Qué es la ciclosporiasis
La enfermedad es causada por el parásito Cyclospora cayetanensis, que puede contaminar frutas, verduras y hierbas frescas cuando entran en contacto con agua o alimentos contaminados.
Los síntomas suelen aparecer aproximadamente una semana después del contagio e incluyen:
- Diarrea acuosa intensa.
- Cólicos abdominales.
- Náuseas.
- Pérdida del apetito.
- Fatiga.
- Pérdida de peso.
La enfermedad tiene tratamiento con antibióticos bajo supervisión médica.

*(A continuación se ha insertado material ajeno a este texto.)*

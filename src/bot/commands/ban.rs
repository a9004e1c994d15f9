use serenity::all::User;

use crate::{
    bot::{invoker::invoker, reply, Context},
    error::AppError,
    model::moderation::BanRequest,
    service::ban::BanService,
};

/// Ban a member after sending them the reason
#[poise::command(
    slash_command,
    guild_only,
    default_member_permissions = "BAN_MEMBERS",
    required_permissions = "BAN_MEMBERS",
    required_bot_permissions = "BAN_MEMBERS"
)]
pub async fn ban(
    ctx: Context<'_>,
    #[description = "Member to ban"] member: User,
    #[description = "Ban length in days"]
    #[min = 1]
    #[max = 36500]
    duration: i64,
    #[description = "Whether the ban can be appealed"] appealable: bool,
    #[description = "Reason for the ban"] reason: String,
) -> Result<(), AppError> {
    let moderator = invoker(ctx).await;
    let discord = ctx.data().discord.as_ref();
    let service = BanService::new(discord, discord);

    let request = BanRequest {
        member_id: member.id.get(),
        member_name: member.name.clone(),
        duration_days: duration,
        appealable,
        reason,
    };

    match service.ban_member(&moderator, request).await {
        Ok(unban_date) => {
            reply::ephemeral(
                ctx,
                format!(
                    "{} has been banned until {}.",
                    member.name,
                    unban_date.format("%Y-%m-%d %H:%M UTC")
                ),
            )
            .await
        }
        Err(e) => reply::failure(ctx, &e).await,
    }
}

No existe una conclusión definitiva
Hasta este momento, ninguna autoridad sanitaria estadounidense ha confirmado que el cilantro o el perejil mexicanos hayan originado el brote nacional.
Lo que sí existe son investigaciones abiertas sobre distintos alimentos, hipótesis en evaluación y múltiples líneas de rastreo epidemiológico.
Por ello, especialistas en salud pública advierten que presentar esas hipótesis como hechos comprobados puede generar desinformación y afectar injustificadamente a productores agrícolas mientras las investigaciones continúan.